'''

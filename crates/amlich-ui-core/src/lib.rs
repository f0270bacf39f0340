//! Headless core of the Lịch Âm
//! Dương page bootstrap.
//!
//! The server renders the page and
//! htmx swaps fragments into it;
//! this crate owns the behavior
//! attached on top: theme toggling,
//! request-lifecycle indicators,
//! keyboard chords, tooltips, toast
//! banners, and nav highlighting.
//! Every document access goes
//! through the [`dom::Dom`] adapter
//! and every timer through
//! [`schedule::Scheduler`], so the
//! whole surface runs and tests on
//! the host target without a
//! rendering engine.

pub mod bootstrap;
pub mod config;
pub mod datetime;
pub mod debounce;
pub mod dom;
pub mod lifecycle;
pub mod messages;
pub mod nav;
pub mod notify;
pub mod schedule;
pub mod shortcuts;
pub mod theme;
pub mod tooltip;

pub use bootstrap::{
  BootWiring,
  UiBootstrap
};
pub use config::{
  BootSettings,
  BootstrapConfig
};
pub use dom::{
  Dom,
  Rect,
  Size
};
pub use messages::Messages;
pub use notify::{
  Banner,
  NoticeKind
};
pub use schedule::Scheduler;
pub use shortcuts::{
  KeyInput,
  KeyOutcome,
  Shortcut
};
pub use theme::Theme;
//! User-facing strings, keyed by
//! failure kind so deployments can
//! re-word or re-localize them
//! without touching code. Defaults
//! are the Vietnamese strings the
//! application ships with.

use serde::Deserialize;

#[derive(Debug, Clone, Deserialize)]
#[serde(default)]
pub struct Messages {
  /// Server answered with an error
  /// status.
  pub response_error: String,
  /// Request never reached the
  /// server.
  pub send_error: String
}

impl Default for Messages {
  fn default() -> Self {
    Self {
      response_error:
        "Có lỗi xảy ra. Vui lòng \
         thử lại."
          .to_string(),
      send_error:
        "Không thể kết nối đến máy \
         chủ."
          .to_string()
    }
  }
}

'''

Show each line from the material above where the string "serde" can be found.

use serde::Deserialize;
#[serde(default)]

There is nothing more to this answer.